Marhamchurch (Eglosvarwenn) is a civil parish and village in north Cornwall, England, United Kingdom.

Marhamchurch village is situated 1+1/2 mi south of Bude off the A39 road. The Civil Parish population at the 2011 census was 837.

==History==
The name derives from the Celtic Saint Marwenne (Morwenna) who is thought to have founded a hermitage here around the end of the fifth century. Marwenne was one of the twenty-four children of St Brychan, a Welsh saint and king.

Marhamchurch parish church is dedicated to St Marwenne. Most of the present church is of the 14th century; in the 15th century an aisle and porch were added. In the early 15th century the existence of an anchorite's cell occupied by an anchoress called Cecilia Moys is recorded. Features of interest include the four-holed cresset stone and a Norman quarter-capital (though this is unlikely to be a fragment of the Norman church which may have preceded the present building). St Marwenne was probably the same as Morwenna of Morwenstow. In the 9th century the district was probably on the border between Cornwall and Devon as the farms in the parish have Saxon names unlike those of Poundstock on the other side of the River Neet.

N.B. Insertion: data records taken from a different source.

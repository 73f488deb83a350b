// ABOUTME: Configuration management for the Beacon MCP server
// ABOUTME: Environment-driven server settings and layered provider settings resolution
//
// SPDX-License-Identifier: MIT OR Apache-2.0
// Copyright (c) 2025 Beacon Labs

/// Server configuration loaded from the process environment
pub mod environment;

/// Layered identity-provider settings resolution
pub mod resolver;

pub use environment::ServerConfig;
pub use resolver::{ConfigPatch, ConfigResolver, ConfigUpdate, ProviderConfig};
// ABOUTME: SQLite-backed settings store using sqlx runtime queries
// ABOUTME: Single settings table with upsert semantics and connection pooling
//
// SPDX-License-Identifier: MIT OR Apache-2.0
// Copyright (c) 2025 Beacon Labs

use std::str::FromStr;

use async_trait::async_trait;
use chrono::Utc;
use sqlx::sqlite::{SqliteConnectOptions, SqlitePoolOptions};
use sqlx::{Row, SqlitePool};
use tracing::debug;

use crate::errors::{AppError, AppResult};

use super::SettingsStore;

/// Settings store backed by a SQLite database.
///
/// The schema is a single `settings` table created on connect; every value
/// is a JSON document keyed by name. Store failures map to
/// `PersistenceUnavailable` so the configuration resolver can degrade
/// instead of failing the request.
#[derive(Debug, Clone)]
pub struct SqliteSettingsStore {
    pool: SqlitePool,
}

impl SqliteSettingsStore {
    /// Open (creating if missing) the SQLite database at `database_url` and
    /// ensure the settings schema exists.
    ///
    /// # Errors
    /// Returns `PersistenceUnavailable` if the URL is malformed, the file
    /// cannot be opened, or schema setup fails.
    pub async fn connect(database_url: &str) -> AppResult<Self> {
        let options = SqliteConnectOptions::from_str(database_url)
            .map_err(|e| {
                AppError::persistence_unavailable(format!("invalid DATABASE_URL: {e}"))
            })?
            .create_if_missing(true);

        let pool = SqlitePoolOptions::new()
            .max_connections(5)
            .connect_with(options)
            .await
            .map_err(|e| {
                AppError::persistence_unavailable(format!("failed to open settings store: {e}"))
            })?;

        sqlx::query(
            "CREATE TABLE IF NOT EXISTS settings (
                key TEXT PRIMARY KEY,
                value TEXT NOT NULL,
                updated_at TEXT NOT NULL
            )",
        )
        .execute(&pool)
        .await
        .map_err(|e| {
            AppError::persistence_unavailable(format!("failed to initialize settings schema: {e}"))
        })?;

        debug!("settings schema ready");
        Ok(Self { pool })
    }
}

#[async_trait]
impl SettingsStore for SqliteSettingsStore {
    async fn get(&self, key: &str) -> AppResult<Option<String>> {
        let row = sqlx::query("SELECT value FROM settings WHERE key = ?")
            .bind(key)
            .fetch_optional(&self.pool)
            .await
            .map_err(|e| {
                AppError::persistence_unavailable(format!("settings read failed: {e}"))
            })?;

        Ok(row.map(|r| r.get("value")))
    }

    async fn set(&self, key: &str, value: &str) -> AppResult<()> {
        sqlx::query(
            "INSERT INTO settings (key, value, updated_at) VALUES (?, ?, ?)
             ON CONFLICT(key) DO UPDATE SET value = excluded.value,
                                            updated_at = excluded.updated_at",
        )
        .bind(key)
        .bind(value)
        .bind(Utc::now().to_rfc3339())
        .execute(&self.pool)
        .await
        .map_err(|e| AppError::persistence_unavailable(format!("settings write failed: {e}")))?;

        Ok(())
    }
}
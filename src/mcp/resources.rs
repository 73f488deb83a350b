// ABOUTME: Shared server resources constructed once per process
// ABOUTME: Dependency injection point wiring stores, clients, broker, and tool registry
//
// SPDX-License-Identifier: MIT OR Apache-2.0
// Copyright (c) 2025 Beacon Labs

//! Server resources.
//!
//! Everything request handlers need is built once at startup and shared as
//! `Arc<ServerResources>`. The constructor takes the store, exchanger, and
//! downstream clients as trait objects so tests can inject recording mocks;
//! [`ServerResources::from_config`] wires the production implementations.

use std::sync::Arc;

use crate::config::{ConfigResolver, ServerConfig};
use crate::database::{connect_settings_store, SettingsStore};
use crate::errors::{AppError, AppResult};
use crate::external::{GithubClient, NwsClient, RepositoryHost, WeatherSource};
use crate::outbound::{HttpTokenExchanger, OutboundBroker, TokenExchanger};
use crate::tools::ToolRegistry;

/// Shared, immutable server state.
///
/// Constructed once per process; request handlers hold an `Arc` and never
/// mutate it. Mutable state (the configuration overlay) lives inside the
/// resolver behind its own lock.
pub struct ServerResources {
    /// Environment-derived server configuration
    pub config: ServerConfig,
    /// Durable settings store
    pub settings_store: Arc<dyn SettingsStore>,
    /// Layered provider-settings resolver
    pub resolver: Arc<ConfigResolver>,
    /// Outbound token broker for downstream calls
    pub broker: OutboundBroker,
    /// Weather data source
    pub weather: Arc<dyn WeatherSource>,
    /// Source-control host
    pub repository_host: Arc<dyn RepositoryHost>,
    /// Registered MCP tools
    pub tools: ToolRegistry,
}

impl ServerResources {
    /// Assemble resources from explicit collaborators.
    ///
    /// Tests use this to substitute mocks for the exchanger, weather
    /// source, and repository host.
    #[must_use]
    pub fn new(
        config: ServerConfig,
        settings_store: Arc<dyn SettingsStore>,
        exchanger: Arc<dyn TokenExchanger>,
        weather: Arc<dyn WeatherSource>,
        repository_host: Arc<dyn RepositoryHost>,
    ) -> Self {
        let resolver = Arc::new(ConfigResolver::new(settings_store.clone()));
        let broker = OutboundBroker::new(resolver.clone(), exchanger);

        Self {
            config,
            settings_store,
            resolver,
            broker,
            weather,
            repository_host,
            tools: ToolRegistry::with_default_tools(),
        }
    }

    /// Build production resources: settings store per `database_url`, HTTP
    /// exchanger, and real downstream clients.
    ///
    /// # Errors
    /// Returns `PersistenceUnavailable` if the settings store cannot be
    /// opened and `Internal` if the HTTP client cannot be constructed.
    pub async fn from_config(config: ServerConfig) -> AppResult<Self> {
        let settings_store = connect_settings_store(config.database_url.as_deref()).await?;

        let http = reqwest::Client::builder()
            .user_agent(config.user_agent.clone())
            .build()
            .map_err(|e| AppError::internal(format!("failed to build HTTP client: {e}")))?;

        let exchanger = Arc::new(HttpTokenExchanger::new(http.clone()));
        let weather = Arc::new(NwsClient::new(http.clone(), config.weather_base_url.clone()));
        let repository_host = Arc::new(GithubClient::new(http, config.github_base_url.clone()));

        Ok(Self::new(
            config,
            settings_store,
            exchanger,
            weather,
            repository_host,
        ))
    }
}
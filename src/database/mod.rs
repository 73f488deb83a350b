// ABOUTME: Durable key/value settings storage behind a pluggable store trait
// ABOUTME: Selects SQLite persistence or an in-memory fallback based on configuration
//
// SPDX-License-Identifier: MIT OR Apache-2.0
// Copyright (c) 2025 Beacon Labs

//! Settings storage.
//!
//! The server persists a single small settings document (the provider
//! configuration override). Storage is abstracted behind [`SettingsStore`] so
//! hosted deployments get a durable SQLite store while non-hosted
//! environments (no `DATABASE_URL`) degrade to an in-memory store instead of
//! refusing to start. Store errors are classified as `PersistenceUnavailable`
//! and never crash resolution.

use std::sync::Arc;

use async_trait::async_trait;
use tracing::{info, warn};

use crate::errors::AppResult;

/// In-memory settings store for non-hosted environments and tests
pub mod memory;

/// SQLite-backed settings store
pub mod sqlite;

pub use memory::MemorySettingsStore;
pub use sqlite::SqliteSettingsStore;

/// Durable key/value store for server settings.
///
/// Implementations must be safe to share across concurrent requests. Both
/// operations are best-effort from the caller's perspective: the
/// configuration resolver treats failures as a degraded-durability
/// condition, not a fatal one.
#[async_trait]
pub trait SettingsStore: Send + Sync {
    /// Fetch the value stored under `key`, if any.
    ///
    /// # Errors
    /// Returns `PersistenceUnavailable` when the store cannot be reached.
    async fn get(&self, key: &str) -> AppResult<Option<String>>;

    /// Store `value` under `key`, replacing any previous value.
    ///
    /// # Errors
    /// Returns `PersistenceUnavailable` when the store cannot be reached or
    /// the write fails.
    async fn set(&self, key: &str, value: &str) -> AppResult<()>;
}

/// Connect the settings store selected by configuration.
///
/// A configured `database_url` selects the SQLite store; absence selects the
/// in-memory store, which keeps the server usable in non-hosted environments
/// at the cost of settings durability.
///
/// # Errors
/// Returns `PersistenceUnavailable` if the SQLite store cannot be opened.
pub async fn connect_settings_store(
    database_url: Option<&str>,
) -> AppResult<Arc<dyn SettingsStore>> {
    match database_url {
        Some(url) => {
            let store = SqliteSettingsStore::connect(url).await?;
            info!("settings store: sqlite");
            Ok(Arc::new(store))
        }
        None => {
            warn!("DATABASE_URL is not set; settings will not survive a restart");
            Ok(Arc::new(MemorySettingsStore::new()))
        }
    }
}
// ABOUTME: GitHub REST API client authenticated with brokered outbound tokens
// ABOUTME: Repository listing and creation with strict response-shape classification
//
// SPDX-License-Identifier: MIT OR Apache-2.0
// Copyright (c) 2025 Beacon Labs

//! GitHub REST client.
//!
//! Every call is authenticated with an outbound access token brokered for
//! the caller; the client itself holds no credentials. The repository list
//! endpoint documents a JSON array, so anything else is classified as
//! `UnexpectedFormat` rather than being coerced.

use async_trait::async_trait;
use serde::{Deserialize, Serialize};
use serde_json::{json, Value};
use tracing::debug;

use crate::errors::{AppError, AppResult};

/// Service name used in error classification
const SERVICE: &str = "GitHub";

/// A repository as returned by the GitHub API
#[derive(Debug, Clone, Serialize, Deserialize)]
pub struct Repository {
    /// Short repository name
    pub name: String,
    /// Owner-qualified name, when present
    #[serde(default)]
    pub full_name: Option<String>,
    /// Web URL of the repository
    pub html_url: String,
    /// Whether the repository is private
    #[serde(default)]
    pub private: bool,
    /// Repository description, when set
    #[serde(default)]
    pub description: Option<String>,
}

/// Parameters for creating a repository
#[derive(Debug, Clone)]
pub struct NewRepository {
    /// Repository name
    pub name: String,
    /// Optional description
    pub description: Option<String>,
    /// Whether to create the repository as private
    pub private: bool,
}

/// Source-control host the repository tools talk to.
///
/// The production implementation is [`GithubClient`]; tests substitute a
/// recording mock.
#[async_trait]
pub trait RepositoryHost: Send + Sync {
    /// List repositories accessible to the token's user.
    ///
    /// # Errors
    /// `DownstreamFailed` for a non-success status, `UnexpectedFormat` when
    /// the response is not the documented JSON array.
    async fn list_repositories(&self, access_token: &str) -> AppResult<Vec<Repository>>;

    /// Create a repository for the token's user.
    ///
    /// # Errors
    /// `DownstreamFailed` for a non-success status, `UnexpectedFormat` when
    /// the response is not a repository object.
    async fn create_repository(
        &self,
        access_token: &str,
        request: &NewRepository,
    ) -> AppResult<Repository>;
}

/// HTTP client for the GitHub REST API
#[derive(Debug, Clone)]
pub struct GithubClient {
    http: reqwest::Client,
    base_url: String,
}

impl GithubClient {
    /// Create a client against `base_url` (normally `https://api.github.com`)
    #[must_use]
    pub fn new(http: reqwest::Client, base_url: impl Into<String>) -> Self {
        Self {
            http,
            base_url: base_url.into(),
        }
    }

    async fn send(&self, request: reqwest::RequestBuilder) -> AppResult<Value> {
        let response = request
            .header("Accept", "application/vnd.github+json")
            .send()
            .await
            .map_err(|e| AppError::internal(format!("GitHub request failed: {e}")))?;

        let status = response.status();
        if !status.is_success() {
            return Err(AppError::DownstreamFailed {
                service: SERVICE,
                status: status.as_u16(),
            });
        }

        response
            .json()
            .await
            .map_err(|e| AppError::UnexpectedFormat {
                service: SERVICE,
                detail: format!("response body is not JSON: {e}"),
            })
    }
}

#[async_trait]
impl RepositoryHost for GithubClient {
    async fn list_repositories(&self, access_token: &str) -> AppResult<Vec<Repository>> {
        let url = format!("{}/user/repos", self.base_url);
        debug!("listing repositories for authenticated user");

        let body = self
            .send(
                self.http
                    .get(url)
                    .bearer_auth(access_token)
                    .query(&[("per_page", "100"), ("sort", "updated")]),
            )
            .await?;

        parse_repository_list(body)
    }

    async fn create_repository(
        &self,
        access_token: &str,
        request: &NewRepository,
    ) -> AppResult<Repository> {
        let url = format!("{}/user/repos", self.base_url);
        debug!(name = %request.name, "creating repository");

        let body = self
            .send(self.http.post(url).bearer_auth(access_token).json(&json!({
                "name": request.name,
                "description": request.description,
                "private": request.private,
            })))
            .await?;

        parse_repository(body)
    }
}

/// Parse a repository-list response.
///
/// # Errors
/// Returns `UnexpectedFormat` when the body is not a JSON array of
/// repository objects.
pub fn parse_repository_list(body: Value) -> AppResult<Vec<Repository>> {
    if !body.is_array() {
        return Err(AppError::UnexpectedFormat {
            service: SERVICE,
            detail: "expected a JSON array of repositories".to_owned(),
        });
    }

    serde_json::from_value(body).map_err(|e| AppError::UnexpectedFormat {
        service: SERVICE,
        detail: format!("repository entry is malformed: {e}"),
    })
}

/// Parse a single-repository response.
///
/// # Errors
/// Returns `UnexpectedFormat` when the body is not a repository object.
pub fn parse_repository(body: Value) -> AppResult<Repository> {
    if !body.is_object() {
        return Err(AppError::UnexpectedFormat {
            service: SERVICE,
            detail: "expected a repository object".to_owned(),
        });
    }

    serde_json::from_value(body).map_err(|e| AppError::UnexpectedFormat {
        service: SERVICE,
        detail: format!("repository object is malformed: {e}"),
    })
}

Marhamchurch was recorded in the Domesday Book (1086) when it was one of several manors held by Hamelin from Robert, Count of Mortain. There was one virgate of land and land for 2 ploughs. There was one plough, 1 serf, 1 villein, 2 smallholders, 20 acres of pasture and 20 sheep. The value of the manor was 6 shillings though it had formerly been worth 10 shillings.

==Marhamchurch Revel==
Marhamchurch Revel is a festival held every year, on the Monday after 12 August in Marhamchurch. During the festival a Queen of the Revel is chosen from the village schoolgirls and crowned by Father Time in front of the church where St. Morwenna's cells are said to have stood. Following these events a procession led by the local band and the newly crowned Revel Queen then proceeds through the village to the Revel Ground. Here the villagers are entertained with a show of various entertainments.